Records to process:

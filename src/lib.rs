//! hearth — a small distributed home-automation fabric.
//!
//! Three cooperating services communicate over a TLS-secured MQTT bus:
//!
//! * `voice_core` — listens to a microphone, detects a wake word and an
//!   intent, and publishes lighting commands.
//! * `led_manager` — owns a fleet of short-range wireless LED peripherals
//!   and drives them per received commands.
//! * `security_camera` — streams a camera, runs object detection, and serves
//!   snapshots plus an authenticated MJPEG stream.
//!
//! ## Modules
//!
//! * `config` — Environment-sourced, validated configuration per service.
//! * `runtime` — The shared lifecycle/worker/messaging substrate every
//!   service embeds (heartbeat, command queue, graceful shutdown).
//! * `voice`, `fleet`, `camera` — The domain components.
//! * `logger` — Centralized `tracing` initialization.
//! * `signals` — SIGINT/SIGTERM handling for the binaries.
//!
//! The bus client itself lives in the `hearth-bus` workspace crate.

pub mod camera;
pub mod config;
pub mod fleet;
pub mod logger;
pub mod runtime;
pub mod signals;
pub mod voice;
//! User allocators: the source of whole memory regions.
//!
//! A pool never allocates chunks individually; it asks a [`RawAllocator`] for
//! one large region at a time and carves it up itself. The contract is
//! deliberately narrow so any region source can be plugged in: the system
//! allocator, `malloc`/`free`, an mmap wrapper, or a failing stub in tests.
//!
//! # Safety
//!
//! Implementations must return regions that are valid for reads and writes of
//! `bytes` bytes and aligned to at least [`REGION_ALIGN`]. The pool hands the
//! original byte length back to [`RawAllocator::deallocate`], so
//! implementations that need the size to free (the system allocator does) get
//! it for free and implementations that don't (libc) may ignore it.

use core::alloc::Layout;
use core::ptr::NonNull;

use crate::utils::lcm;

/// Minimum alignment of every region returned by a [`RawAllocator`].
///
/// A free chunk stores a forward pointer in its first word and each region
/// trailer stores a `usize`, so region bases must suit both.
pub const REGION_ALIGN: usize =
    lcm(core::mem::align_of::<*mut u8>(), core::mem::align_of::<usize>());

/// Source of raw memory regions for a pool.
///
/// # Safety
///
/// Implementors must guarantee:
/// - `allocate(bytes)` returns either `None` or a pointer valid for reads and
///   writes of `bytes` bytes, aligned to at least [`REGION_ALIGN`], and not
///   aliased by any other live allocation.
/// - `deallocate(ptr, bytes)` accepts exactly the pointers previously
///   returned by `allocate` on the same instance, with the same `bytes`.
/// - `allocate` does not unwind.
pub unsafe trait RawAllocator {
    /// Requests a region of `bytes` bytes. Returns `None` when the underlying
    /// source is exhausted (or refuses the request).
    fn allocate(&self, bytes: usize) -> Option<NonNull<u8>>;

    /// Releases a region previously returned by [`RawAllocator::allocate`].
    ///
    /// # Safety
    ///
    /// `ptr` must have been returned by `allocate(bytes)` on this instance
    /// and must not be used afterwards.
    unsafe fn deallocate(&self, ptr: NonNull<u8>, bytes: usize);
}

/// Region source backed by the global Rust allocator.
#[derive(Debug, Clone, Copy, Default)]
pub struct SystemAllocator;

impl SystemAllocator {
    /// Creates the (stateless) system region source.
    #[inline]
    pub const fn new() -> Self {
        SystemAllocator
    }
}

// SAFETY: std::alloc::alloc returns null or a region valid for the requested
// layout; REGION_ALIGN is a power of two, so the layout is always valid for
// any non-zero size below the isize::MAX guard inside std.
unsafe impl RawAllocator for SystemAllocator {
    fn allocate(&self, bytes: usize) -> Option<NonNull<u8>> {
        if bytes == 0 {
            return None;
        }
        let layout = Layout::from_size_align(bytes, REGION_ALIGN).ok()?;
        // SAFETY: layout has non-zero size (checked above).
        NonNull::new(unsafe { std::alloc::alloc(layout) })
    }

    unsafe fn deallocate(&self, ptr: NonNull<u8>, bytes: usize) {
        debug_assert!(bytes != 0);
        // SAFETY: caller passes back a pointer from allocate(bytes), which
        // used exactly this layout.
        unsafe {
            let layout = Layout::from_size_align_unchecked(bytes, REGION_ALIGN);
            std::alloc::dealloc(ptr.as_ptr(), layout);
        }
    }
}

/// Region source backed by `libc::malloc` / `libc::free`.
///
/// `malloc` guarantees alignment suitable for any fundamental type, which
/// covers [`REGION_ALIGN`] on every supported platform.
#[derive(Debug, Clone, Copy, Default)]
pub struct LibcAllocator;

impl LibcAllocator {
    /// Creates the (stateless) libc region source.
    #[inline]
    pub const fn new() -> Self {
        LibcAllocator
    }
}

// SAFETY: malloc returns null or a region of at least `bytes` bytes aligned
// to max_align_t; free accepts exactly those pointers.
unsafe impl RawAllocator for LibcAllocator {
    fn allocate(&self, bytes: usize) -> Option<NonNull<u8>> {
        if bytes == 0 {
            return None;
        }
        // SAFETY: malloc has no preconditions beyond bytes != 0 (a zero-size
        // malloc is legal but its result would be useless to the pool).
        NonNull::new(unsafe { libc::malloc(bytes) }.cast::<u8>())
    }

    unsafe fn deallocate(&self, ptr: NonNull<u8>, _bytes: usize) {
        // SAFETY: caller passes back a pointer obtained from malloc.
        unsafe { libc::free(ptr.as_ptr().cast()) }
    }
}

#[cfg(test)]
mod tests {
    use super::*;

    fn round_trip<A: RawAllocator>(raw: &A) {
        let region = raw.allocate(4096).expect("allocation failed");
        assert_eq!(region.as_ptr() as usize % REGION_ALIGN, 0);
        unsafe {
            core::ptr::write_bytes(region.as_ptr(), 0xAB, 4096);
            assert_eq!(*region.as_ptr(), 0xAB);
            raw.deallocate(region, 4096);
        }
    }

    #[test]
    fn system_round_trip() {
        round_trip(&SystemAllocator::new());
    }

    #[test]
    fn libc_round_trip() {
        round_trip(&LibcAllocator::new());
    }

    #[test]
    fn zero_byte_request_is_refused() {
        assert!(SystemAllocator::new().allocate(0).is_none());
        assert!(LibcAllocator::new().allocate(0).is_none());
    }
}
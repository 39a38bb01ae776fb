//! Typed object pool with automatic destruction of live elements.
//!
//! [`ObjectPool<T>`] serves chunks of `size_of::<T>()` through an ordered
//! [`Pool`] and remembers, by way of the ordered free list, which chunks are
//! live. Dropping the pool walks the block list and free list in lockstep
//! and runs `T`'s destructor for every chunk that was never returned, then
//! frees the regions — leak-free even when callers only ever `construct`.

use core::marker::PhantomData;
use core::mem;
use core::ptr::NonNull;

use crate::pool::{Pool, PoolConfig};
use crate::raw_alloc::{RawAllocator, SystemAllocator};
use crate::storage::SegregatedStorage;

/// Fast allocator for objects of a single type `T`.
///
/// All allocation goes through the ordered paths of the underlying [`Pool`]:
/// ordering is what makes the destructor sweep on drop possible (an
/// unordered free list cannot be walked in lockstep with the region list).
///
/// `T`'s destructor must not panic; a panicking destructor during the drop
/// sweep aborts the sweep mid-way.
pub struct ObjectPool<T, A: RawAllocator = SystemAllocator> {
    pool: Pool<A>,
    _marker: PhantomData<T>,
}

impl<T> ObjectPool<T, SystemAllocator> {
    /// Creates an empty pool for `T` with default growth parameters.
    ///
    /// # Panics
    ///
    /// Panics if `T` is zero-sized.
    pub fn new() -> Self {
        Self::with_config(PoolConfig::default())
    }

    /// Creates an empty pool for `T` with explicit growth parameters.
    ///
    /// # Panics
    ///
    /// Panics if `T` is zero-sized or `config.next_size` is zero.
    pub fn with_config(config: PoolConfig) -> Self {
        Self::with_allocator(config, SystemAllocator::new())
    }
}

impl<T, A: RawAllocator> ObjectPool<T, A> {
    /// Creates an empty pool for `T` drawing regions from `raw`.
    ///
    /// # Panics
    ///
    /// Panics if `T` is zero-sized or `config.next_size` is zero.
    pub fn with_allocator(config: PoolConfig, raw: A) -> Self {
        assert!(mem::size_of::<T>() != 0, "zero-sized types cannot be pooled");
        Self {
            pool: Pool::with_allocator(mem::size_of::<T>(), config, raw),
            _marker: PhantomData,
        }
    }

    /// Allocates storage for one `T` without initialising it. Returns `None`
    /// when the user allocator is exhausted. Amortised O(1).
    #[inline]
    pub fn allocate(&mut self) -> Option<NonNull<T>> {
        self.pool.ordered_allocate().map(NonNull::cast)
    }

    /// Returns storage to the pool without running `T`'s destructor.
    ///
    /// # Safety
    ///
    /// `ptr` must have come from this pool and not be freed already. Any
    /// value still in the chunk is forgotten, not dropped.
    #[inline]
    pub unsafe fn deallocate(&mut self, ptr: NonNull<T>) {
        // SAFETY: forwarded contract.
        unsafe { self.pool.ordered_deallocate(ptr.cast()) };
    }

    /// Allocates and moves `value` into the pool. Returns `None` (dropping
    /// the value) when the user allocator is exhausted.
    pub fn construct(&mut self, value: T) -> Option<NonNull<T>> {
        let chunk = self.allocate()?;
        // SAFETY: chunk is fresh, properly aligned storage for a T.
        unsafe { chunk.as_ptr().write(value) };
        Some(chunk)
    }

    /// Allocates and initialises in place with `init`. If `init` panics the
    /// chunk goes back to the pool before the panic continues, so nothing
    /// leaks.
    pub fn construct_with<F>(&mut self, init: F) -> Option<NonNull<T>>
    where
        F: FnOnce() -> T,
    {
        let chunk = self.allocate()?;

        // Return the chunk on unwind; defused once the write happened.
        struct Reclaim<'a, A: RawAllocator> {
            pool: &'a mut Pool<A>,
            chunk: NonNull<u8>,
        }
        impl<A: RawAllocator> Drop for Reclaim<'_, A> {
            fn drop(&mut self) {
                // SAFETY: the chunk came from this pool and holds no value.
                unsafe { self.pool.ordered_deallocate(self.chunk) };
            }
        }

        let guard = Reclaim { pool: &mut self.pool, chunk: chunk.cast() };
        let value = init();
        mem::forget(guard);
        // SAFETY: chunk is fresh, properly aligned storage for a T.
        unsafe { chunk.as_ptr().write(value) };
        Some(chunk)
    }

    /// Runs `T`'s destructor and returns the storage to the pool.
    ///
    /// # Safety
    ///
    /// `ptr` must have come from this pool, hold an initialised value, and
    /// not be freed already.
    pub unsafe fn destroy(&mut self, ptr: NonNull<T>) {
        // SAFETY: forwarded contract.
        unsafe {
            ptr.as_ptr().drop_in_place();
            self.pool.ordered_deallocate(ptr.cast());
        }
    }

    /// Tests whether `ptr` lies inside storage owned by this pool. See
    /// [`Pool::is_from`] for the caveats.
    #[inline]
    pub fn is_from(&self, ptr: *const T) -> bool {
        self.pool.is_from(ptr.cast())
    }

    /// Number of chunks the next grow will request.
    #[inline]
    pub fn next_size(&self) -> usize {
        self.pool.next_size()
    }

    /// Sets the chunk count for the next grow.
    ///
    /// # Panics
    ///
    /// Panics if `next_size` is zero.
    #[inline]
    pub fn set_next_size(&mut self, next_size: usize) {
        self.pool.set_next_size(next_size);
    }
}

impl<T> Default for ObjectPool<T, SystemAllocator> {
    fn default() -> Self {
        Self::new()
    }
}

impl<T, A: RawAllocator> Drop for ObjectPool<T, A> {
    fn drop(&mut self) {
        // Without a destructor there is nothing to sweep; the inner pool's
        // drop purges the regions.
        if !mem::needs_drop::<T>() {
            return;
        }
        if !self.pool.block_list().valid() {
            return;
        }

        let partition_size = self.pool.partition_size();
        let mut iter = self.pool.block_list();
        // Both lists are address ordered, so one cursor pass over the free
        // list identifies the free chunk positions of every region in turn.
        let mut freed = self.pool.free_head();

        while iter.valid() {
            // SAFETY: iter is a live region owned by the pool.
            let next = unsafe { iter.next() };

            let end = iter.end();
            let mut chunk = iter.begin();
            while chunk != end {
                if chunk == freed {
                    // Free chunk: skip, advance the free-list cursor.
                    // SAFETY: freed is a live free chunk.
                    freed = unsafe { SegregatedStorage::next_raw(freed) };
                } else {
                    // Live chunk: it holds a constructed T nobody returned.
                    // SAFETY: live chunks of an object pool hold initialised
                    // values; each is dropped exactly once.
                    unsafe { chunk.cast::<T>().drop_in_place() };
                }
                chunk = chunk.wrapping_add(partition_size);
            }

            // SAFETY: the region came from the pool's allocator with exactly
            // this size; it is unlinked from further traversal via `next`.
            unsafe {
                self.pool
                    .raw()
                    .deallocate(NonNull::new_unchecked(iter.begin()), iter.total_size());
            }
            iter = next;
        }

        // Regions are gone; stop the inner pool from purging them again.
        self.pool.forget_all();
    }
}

...

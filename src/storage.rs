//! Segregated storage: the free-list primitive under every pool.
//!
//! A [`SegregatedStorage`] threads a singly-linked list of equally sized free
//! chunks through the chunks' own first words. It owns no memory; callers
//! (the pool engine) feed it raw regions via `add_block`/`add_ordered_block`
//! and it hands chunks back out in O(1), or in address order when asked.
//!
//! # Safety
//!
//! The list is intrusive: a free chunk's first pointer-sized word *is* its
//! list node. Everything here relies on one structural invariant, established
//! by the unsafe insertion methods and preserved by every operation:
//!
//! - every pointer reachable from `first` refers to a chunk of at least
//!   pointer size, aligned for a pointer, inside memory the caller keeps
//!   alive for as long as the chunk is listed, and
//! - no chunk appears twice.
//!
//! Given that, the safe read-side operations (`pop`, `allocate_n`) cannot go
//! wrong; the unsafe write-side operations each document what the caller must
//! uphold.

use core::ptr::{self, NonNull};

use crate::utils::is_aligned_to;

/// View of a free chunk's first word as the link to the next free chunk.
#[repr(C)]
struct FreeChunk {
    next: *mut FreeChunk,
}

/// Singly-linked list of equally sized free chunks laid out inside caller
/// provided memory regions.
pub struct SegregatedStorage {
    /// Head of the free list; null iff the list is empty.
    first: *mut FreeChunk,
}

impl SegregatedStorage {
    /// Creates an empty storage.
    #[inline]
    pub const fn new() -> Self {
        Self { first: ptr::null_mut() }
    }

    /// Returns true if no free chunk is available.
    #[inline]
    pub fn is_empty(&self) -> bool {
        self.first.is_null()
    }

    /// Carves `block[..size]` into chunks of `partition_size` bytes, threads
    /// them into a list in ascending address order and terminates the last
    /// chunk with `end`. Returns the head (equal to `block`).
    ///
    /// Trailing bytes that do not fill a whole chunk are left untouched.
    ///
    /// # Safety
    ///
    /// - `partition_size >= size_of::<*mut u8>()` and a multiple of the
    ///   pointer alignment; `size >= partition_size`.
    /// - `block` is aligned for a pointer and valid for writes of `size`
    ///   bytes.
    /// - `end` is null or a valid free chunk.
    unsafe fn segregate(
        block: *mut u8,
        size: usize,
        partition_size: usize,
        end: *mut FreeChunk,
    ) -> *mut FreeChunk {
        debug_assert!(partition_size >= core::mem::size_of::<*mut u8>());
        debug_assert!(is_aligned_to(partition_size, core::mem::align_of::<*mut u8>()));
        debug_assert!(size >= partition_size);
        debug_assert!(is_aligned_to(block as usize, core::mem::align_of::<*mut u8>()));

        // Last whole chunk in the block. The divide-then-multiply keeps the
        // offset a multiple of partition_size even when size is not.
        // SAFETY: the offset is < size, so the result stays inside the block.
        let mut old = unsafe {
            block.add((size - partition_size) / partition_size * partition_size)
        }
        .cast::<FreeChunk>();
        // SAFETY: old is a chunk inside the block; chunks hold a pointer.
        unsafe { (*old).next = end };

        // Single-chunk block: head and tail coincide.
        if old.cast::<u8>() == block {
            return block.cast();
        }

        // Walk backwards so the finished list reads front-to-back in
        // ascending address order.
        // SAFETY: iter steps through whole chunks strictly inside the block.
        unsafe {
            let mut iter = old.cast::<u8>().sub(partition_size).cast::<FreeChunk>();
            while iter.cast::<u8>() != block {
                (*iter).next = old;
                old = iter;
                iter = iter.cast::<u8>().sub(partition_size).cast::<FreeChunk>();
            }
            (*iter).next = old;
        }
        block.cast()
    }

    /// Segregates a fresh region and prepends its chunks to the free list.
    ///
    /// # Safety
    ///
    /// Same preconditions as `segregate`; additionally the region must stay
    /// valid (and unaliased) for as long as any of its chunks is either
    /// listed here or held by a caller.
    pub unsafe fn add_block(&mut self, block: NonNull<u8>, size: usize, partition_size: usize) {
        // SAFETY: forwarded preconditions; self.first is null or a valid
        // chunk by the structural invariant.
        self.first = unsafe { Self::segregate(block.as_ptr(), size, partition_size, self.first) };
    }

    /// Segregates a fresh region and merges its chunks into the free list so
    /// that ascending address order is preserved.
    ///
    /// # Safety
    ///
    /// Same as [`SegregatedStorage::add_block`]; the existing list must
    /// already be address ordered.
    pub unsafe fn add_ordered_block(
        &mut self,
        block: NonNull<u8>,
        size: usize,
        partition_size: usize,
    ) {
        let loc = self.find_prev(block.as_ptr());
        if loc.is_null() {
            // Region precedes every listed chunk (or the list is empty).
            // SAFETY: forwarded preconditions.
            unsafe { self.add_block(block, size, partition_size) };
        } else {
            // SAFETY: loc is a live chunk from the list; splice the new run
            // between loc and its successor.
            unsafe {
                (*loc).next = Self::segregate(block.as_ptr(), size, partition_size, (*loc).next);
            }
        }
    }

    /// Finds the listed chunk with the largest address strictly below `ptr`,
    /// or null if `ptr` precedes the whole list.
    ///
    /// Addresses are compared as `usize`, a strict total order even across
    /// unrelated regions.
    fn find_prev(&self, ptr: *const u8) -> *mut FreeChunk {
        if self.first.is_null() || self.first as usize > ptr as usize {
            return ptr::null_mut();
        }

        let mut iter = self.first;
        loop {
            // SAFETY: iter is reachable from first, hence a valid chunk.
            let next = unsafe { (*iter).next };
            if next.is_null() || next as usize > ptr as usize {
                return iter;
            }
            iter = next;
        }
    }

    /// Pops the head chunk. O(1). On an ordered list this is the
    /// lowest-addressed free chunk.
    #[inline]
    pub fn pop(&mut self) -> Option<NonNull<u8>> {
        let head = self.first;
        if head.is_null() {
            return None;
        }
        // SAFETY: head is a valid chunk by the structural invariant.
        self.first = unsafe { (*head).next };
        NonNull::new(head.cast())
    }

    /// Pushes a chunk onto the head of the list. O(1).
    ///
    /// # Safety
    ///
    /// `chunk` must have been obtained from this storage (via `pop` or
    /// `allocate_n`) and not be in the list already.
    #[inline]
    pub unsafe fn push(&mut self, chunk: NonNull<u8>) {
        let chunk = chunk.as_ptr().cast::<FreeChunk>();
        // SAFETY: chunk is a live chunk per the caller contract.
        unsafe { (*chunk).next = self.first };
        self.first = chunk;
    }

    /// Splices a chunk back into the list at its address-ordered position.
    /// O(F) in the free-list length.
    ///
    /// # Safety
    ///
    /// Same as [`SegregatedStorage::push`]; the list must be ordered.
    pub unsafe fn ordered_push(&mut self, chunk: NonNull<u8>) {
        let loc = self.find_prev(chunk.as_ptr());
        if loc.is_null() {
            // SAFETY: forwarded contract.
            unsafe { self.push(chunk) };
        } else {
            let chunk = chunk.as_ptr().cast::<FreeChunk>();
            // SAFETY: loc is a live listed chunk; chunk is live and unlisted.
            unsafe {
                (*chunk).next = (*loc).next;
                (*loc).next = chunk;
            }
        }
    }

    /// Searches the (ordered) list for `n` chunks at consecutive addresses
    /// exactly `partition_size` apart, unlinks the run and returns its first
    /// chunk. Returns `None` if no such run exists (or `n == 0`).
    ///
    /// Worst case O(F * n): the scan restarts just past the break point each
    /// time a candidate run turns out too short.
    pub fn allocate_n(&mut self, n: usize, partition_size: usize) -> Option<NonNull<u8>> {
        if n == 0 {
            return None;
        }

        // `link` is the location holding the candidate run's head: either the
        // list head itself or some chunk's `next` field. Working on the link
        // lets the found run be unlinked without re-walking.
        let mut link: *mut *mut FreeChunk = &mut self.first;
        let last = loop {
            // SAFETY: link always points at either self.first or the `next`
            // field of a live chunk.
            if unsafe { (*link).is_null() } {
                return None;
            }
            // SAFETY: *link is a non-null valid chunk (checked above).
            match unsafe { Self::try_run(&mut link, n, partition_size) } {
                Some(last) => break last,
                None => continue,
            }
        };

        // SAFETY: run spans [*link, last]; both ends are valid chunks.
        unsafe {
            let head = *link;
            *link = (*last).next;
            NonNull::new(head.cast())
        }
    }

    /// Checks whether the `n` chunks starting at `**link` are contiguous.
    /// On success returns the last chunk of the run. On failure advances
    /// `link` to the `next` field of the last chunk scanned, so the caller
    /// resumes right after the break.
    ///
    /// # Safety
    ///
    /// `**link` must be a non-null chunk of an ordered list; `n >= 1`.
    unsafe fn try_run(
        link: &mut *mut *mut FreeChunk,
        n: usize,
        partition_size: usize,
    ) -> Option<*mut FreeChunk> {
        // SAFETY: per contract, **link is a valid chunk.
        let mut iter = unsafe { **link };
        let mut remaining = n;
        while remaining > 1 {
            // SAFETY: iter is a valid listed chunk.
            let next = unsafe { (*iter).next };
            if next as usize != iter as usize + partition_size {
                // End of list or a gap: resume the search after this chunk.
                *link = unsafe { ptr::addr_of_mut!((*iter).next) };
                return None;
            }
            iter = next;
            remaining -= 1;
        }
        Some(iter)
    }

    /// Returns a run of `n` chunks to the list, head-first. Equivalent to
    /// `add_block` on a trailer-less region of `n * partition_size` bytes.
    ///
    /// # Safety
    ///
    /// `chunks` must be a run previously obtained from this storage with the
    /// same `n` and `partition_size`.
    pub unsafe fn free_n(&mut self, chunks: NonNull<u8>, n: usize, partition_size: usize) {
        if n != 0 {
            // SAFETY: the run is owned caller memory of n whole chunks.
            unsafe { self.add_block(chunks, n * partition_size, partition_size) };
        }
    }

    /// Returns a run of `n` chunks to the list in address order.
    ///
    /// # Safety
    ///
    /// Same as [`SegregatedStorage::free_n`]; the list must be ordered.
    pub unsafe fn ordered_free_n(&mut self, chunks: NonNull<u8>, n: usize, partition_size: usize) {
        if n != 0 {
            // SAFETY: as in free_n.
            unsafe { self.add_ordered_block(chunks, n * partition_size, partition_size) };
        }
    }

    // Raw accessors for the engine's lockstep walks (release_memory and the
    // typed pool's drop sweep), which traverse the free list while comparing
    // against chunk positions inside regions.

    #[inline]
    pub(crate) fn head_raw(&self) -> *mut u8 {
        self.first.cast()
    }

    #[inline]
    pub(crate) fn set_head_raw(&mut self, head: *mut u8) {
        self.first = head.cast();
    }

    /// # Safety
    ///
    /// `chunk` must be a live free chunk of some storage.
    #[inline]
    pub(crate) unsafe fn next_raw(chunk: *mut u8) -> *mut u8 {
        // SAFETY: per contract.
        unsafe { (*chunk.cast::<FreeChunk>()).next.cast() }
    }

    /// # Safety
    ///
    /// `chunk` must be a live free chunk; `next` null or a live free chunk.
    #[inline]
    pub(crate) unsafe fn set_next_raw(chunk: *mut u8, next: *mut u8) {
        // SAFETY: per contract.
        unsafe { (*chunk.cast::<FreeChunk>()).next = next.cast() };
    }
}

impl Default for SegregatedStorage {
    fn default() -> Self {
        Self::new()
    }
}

Directions: Within the material above, show every line that includes "sized".

Written response:
    /// Panics if `T` is zero-sized.
    /// Panics if `T` is zero-sized or `config.next_size` is zero.
    /// Panics if `T` is zero-sized or `config.next_size` is zero.
        assert!(mem::size_of::<T>() != 0, "zero-sized types cannot be pooled");
//! A [`SegregatedStorage`] threads a singly-linked list of equally sized free
//! The list is intrusive: a free chunk's first pointer-sized word *is* its
/// Singly-linked list of equally sized free chunks laid out inside caller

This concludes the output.